Пол часа понадобилось, чтобы превратить пафосный Hyjazz (насколько может быть пафосным заведение в Катмаду) в необыкновенную colmaos. Черные пиджаки и галстуки оказались на спинках стульев, женщины, подобрав подолы до колен пустились в пляс, посол какой-то северной страны, за одним столом с которым я оказался, ладошками задавал ритм своей молодой любовнице – она больше была похожа на его дочку, но дочек по заднице не хлопают, когда те ей крутят у носа своего папаши.
Начиналась фиеста, горячая, как ночь, свободная, как джаз. Cante jondo, cante grande. Саксофон разрывается, табла гудит. Скрипка всем цыганским табором вкатилась прямиком с берегов Гвадалквивиры и понесла понесла понесла глубоко высоко и пронзительно честно. Я хватаюсь руками за стул, Эверест уже где-то внизу под ногами, вступает ситара, разрывает каждую душу в лохмотья, платья женщин задраны до пояса, любовница посла на столе разметает в стороны хрусталь, трещат на тряпочки белые рубашки. Фламенко-рэйв.
А потом резко и безапелляционно, как молотом по наковальне тишина накрыла девятым валом, захлопнула окна, влепила пощечину… Полная тишина… Полная…
Любовь, это была только она, наполненная всем, чем только может наполниться счастье, распустилась белым пионом в маленьком семейном патио, и грусть, не о том, что прошло время бурных ночей, а о том, что настала пора умирать, как лепестки того самого пиона зашелестели по полу, по столам, по пиджакам и платьям. Тонкий, как волос, легкий, как поцелуй, звук слетел со струны, нежно дотронулся до каждого, закрыл всем глаза и растворился в бесконечности. Я уже был там однажды. Я знаю.
После концерта я попытался пробиться к Диего, не получилось. Взъерошенные музыкой дамы окружили его плотным кольцом, из которого ему долго не удавалось выбраться. Мы лишь пересеклись взглядами, и он чуть заметно кивнул головой, мол спасибо за сим-карту.
Зато получилось познакомиться с флейтисткой Пиппи. Сначала мы сидели в баре и накачивались дорогим двенадцатилетним сингл молтом «запишите-на-комнату шестьсот-четыре». Юное дарование из Барселоны рассказывала о своей безответной любви к Родригесу, за пару часов и почти пол литра виски я узнал о Диего всё, что знала она. Придуманный мной прошлой ночью образ преступника-рецидивиста с каждым новым стаканом виски менялся то в сторону самого талантливого гитариста в мире, то в сторону бессердечной твари, в какой-то момент монолог Пиппи надоел даже бармену и он предложил нам заказать последний напиток.

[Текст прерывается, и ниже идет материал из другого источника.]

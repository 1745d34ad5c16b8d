use std::ops::Mul;

use crate::{Point, Transformation, Vec3};

/// Default lower bound of the ray parameter.
pub const DEFAULT_TMIN: f32 = 1e-5;

/// A half-open segment `origin + t * direction` with `t` in `(tmin, tmax)`.
///
/// `depth` counts how many scattering events produced this ray; camera rays
/// start at zero.
#[derive(Debug, Copy, Clone, PartialEq)]
pub struct Ray {
    pub origin: Point,
    pub direction: Vec3,
    pub tmin: f32,
    pub tmax: f32,
    pub depth: u32,
}

impl Ray {
    /// Create an unbounded ray at depth zero.
    pub fn new(origin: Point, direction: Vec3) -> Self {
        Self {
            origin,
            direction,
            tmin: DEFAULT_TMIN,
            tmax: f32::INFINITY,
            depth: 0,
        }
    }

    /// Set the accepted parameter range.
    pub fn with_bounds(mut self, tmin: f32, tmax: f32) -> Self {
        self.tmin = tmin;
        self.tmax = tmax;
        self
    }

    /// Set the recursion depth.
    pub fn with_depth(mut self, depth: u32) -> Self {
        self.depth = depth;
        self
    }

    /// Get the point along the ray at parameter t.
    ///
    /// Returns: origin + t * direction
    #[inline]
    pub fn at(&self, t: f32) -> Point {
        self.origin + self.direction * t
    }

    /// Returns true if `t` lies strictly inside `(tmin, tmax)`.
    #[inline]
    pub fn surrounds(&self, t: f32) -> bool {
        self.tmin < t && t < self.tmax
    }

    /// Map the ray into another frame. Bounds and depth are unchanged, so the
    /// parameter of any point along the ray is preserved.
    pub fn transform(&self, transformation: &Transformation) -> Ray {
        Ray {
            origin: transformation.apply_point(self.origin),
            direction: transformation.apply_vec(self.direction),
            ..*self
        }
    }

    /// Compare origin and direction only.
    pub fn is_close(&self, other: &Ray) -> bool {
        self.origin.is_close(&other.origin)
            && self.direction.abs_diff_eq(other.direction, crate::EPSILON)
    }
}

impl Mul<Ray> for Transformation {
    type Output = Ray;

    fn mul(self, rhs: Ray) -> Ray {
        rhs.transform(&self)
    }
}
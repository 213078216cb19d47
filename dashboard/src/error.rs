use thiserror::Error;

use crate::export::ExportError;
use crate::services::api::ClientError;
use crate::storage::StorageError;

#[derive(Error, Debug)]
pub enum DashboardError {
    #[error(transparent)]
    Api(#[from] ClientError),

    #[error(transparent)]
    Storage(#[from] StorageError),

    #[error(transparent)]
    Export(#[from] ExportError),

    #[error("Fill all fields")]
    MissingFields,

    #[error("Invalid Student ID `{0}`")]
    UnknownStudent(String),

    #[error("Enter both username & password")]
    MissingCredentials,

    #[error("Section not found: {0}")]
    UnknownSection(String),
}
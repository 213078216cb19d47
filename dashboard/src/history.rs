//! # History Cache
//!
//! Simulated day-by-day attendance for the trend chart and calendar. Only
//! entry 0 (today) reflects a real mark; earlier days are randomized once and
//! then kept as-is. Not a historical record.
//!
//! All records live in one persisted map under [`HISTORY_KEY`], bounded by a
//! capacity (least recently used is evicted first) and a TTL after which a
//! record is regenerated.

use chrono::{DateTime, Duration, NaiveDate, Utc};
use rand::Rng;
use serde::{Deserialize, Serialize};
use shared::AttendanceStatus;
use std::collections::HashMap;
use tracing::debug;

use crate::config::DashboardConfig;
use crate::storage::{LocalStore, LocalStoreExt, StorageError};

pub const HISTORY_KEY: &str = "attendance_history";

/// Chance that a generated past day is absent
pub const PAST_ABSENCE_PROBABILITY: f64 = 0.3;

#[derive(Debug, Clone, Copy, PartialEq, Eq, Serialize, Deserialize)]
pub struct HistoryEntry {
    pub date: NaiveDate,
    pub status: AttendanceStatus,
}

#[derive(Debug, Clone, Copy, PartialEq)]
pub struct HistoryPolicy {
    pub days: usize,
    pub capacity: usize,
    pub ttl: Duration,
}

impl From<&DashboardConfig> for HistoryPolicy {
    fn from(config: &DashboardConfig) -> Self {
        Self {
            days: config.history_days,
            capacity: config.history_capacity,
            ttl: config.history_ttl,
        }
    }
}

impl Default for HistoryPolicy {
    fn default() -> Self {
        Self::from(&DashboardConfig::default())
    }
}

#[derive(Debug, Clone, PartialEq, Serialize, Deserialize)]
struct CachedHistory {
    generated_at: DateTime<Utc>,
    last_used: u64,
    /// Newest first; entry 0 is the day the record was generated
    entries: Vec<HistoryEntry>,
}

#[derive(Debug, Clone, Default, PartialEq, Serialize, Deserialize)]
struct HistoryState {
    records: HashMap<String, CachedHistory>,
    /// Monotonic use counter for LRU ordering
    clock: u64,
}

#[derive(Debug, Clone)]
pub struct HistoryCache {
    policy: HistoryPolicy,
    state: HistoryState,
}

impl HistoryCache {
    pub fn new(policy: HistoryPolicy) -> Self {
        Self {
            policy,
            state: HistoryState::default(),
        }
    }

    /// Restore the persisted map, starting empty when none is stored
    pub fn load(store: &dyn LocalStore, policy: HistoryPolicy) -> Self {
        Self {
            policy,
            state: store.get_or(HISTORY_KEY, HistoryState::default()),
        }
    }

    pub fn save(&self, store: &mut dyn LocalStore) -> Result<(), StorageError> {
        store.set(HISTORY_KEY, &self.state)
    }

    pub fn len(&self) -> usize {
        self.state.records.len()
    }

    pub fn is_empty(&self) -> bool {
        self.state.records.is_empty()
    }

    pub fn contains(&self, student_id: &str) -> bool {
        self.state.records.contains_key(student_id)
    }

    pub fn clear(&mut self) {
        self.state = HistoryState::default();
    }

    /// History for `student_id`, newest first.
    ///
    /// A cached record younger than the TTL is returned unchanged. Otherwise a
    /// new window is generated with `live_status` as today's entry.
    pub fn ensure<R: Rng>(
        &mut self,
        student_id: &str,
        live_status: AttendanceStatus,
        now: DateTime<Utc>,
        rng: &mut R,
    ) -> Vec<HistoryEntry> {
        self.state.clock += 1;
        let tick = self.state.clock;
        let ttl = self.policy.ttl;

        if let Some(record) = self.state.records.get_mut(student_id) {
            if now - record.generated_at < ttl {
                debug!("History cache hit for {}", student_id);
                record.last_used = tick;
                return record.entries.clone();
            }
            debug!("History for {} expired, regenerating", student_id);
        }

        let entries = generate(self.policy.days, live_status, now.date_naive(), rng);
        self.state.records.insert(
            student_id.to_string(),
            CachedHistory {
                generated_at: now,
                last_used: tick,
                entries: entries.clone(),
            },
        );
        self.evict_over_capacity();
        entries
    }

    /// Overwrite today's entry after a mark. Earlier entries are left untouched.
    pub fn record_mark<R: Rng>(
        &mut self,
        student_id: &str,
        status: AttendanceStatus,
        now: DateTime<Utc>,
        rng: &mut R,
    ) -> Vec<HistoryEntry> {
        self.ensure(student_id, status, now, rng);
        match self.state.records.get_mut(student_id) {
            Some(record) => {
                if let Some(today) = record.entries.first_mut() {
                    today.status = status;
                }
                record.entries.clone()
            }
            None => Vec::new(),
        }
    }

    fn evict_over_capacity(&mut self) {
        while self.state.records.len() > self.policy.capacity {
            let oldest = self
                .state
                .records
                .iter()
                .min_by_key(|(_, record)| record.last_used)
                .map(|(id, _)| id.clone());
            match oldest {
                Some(id) => {
                    debug!("Evicting history for {}", id);
                    self.state.records.remove(&id);
                }
                None => break,
            }
        }
    }
}

fn generate<R: Rng>(
    days: usize,
    today_status: AttendanceStatus,
    today: NaiveDate,
    rng: &mut R,
) -> Vec<HistoryEntry> {
    (0..days)
        .map(|offset| {
            let status = if offset == 0 {
                today_status
            } else if rng.gen_bool(PAST_ABSENCE_PROBABILITY) {
                AttendanceStatus::Absent
            } else {
                AttendanceStatus::Present
            };
            HistoryEntry {
                date: today - Duration::days(offset as i64),
                status,
            }
        })
        .collect()
}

Дальше был поцелуй длиной от бара до свежих простыней комнаты шестьсот четыре, минет в душе и небезопасный секс до восхода солнца. Домой меня вез тот же таксист, что и привез в Хайятт, гадёныш знал, что стоит подождать.
В одиннадцать утра завтрак уже стоял на столе, во рту стояло послевкусие прошедшей ночи, в голове гудело похмелье. Чуть больше, чем обычно, игристое в начале вечера было лишним.
Миллионы людей каждый день борются со своим пристрастием к алкоголю. Им помогают доктора с волшебными уколами, сеансы гипноза и бабки-повитухи, алкоголики даже выдумали себе секту под названием АА, где они встречаются и рассказывают, как бухло разрушило их жизнь и сколько дней подряд они уже не прикасались к узкому горлышку бутылки. Получают за это поощрительные значки, одобрительные аплодисменты сектантов, поводы собой гордиться. Всем им необходимо знать, что они победили пагубную привычку, победили, в конце концов, себя. Я против борьбы, против насилия. Здравствуйте, меня зовут Солфарид и я алкоголик.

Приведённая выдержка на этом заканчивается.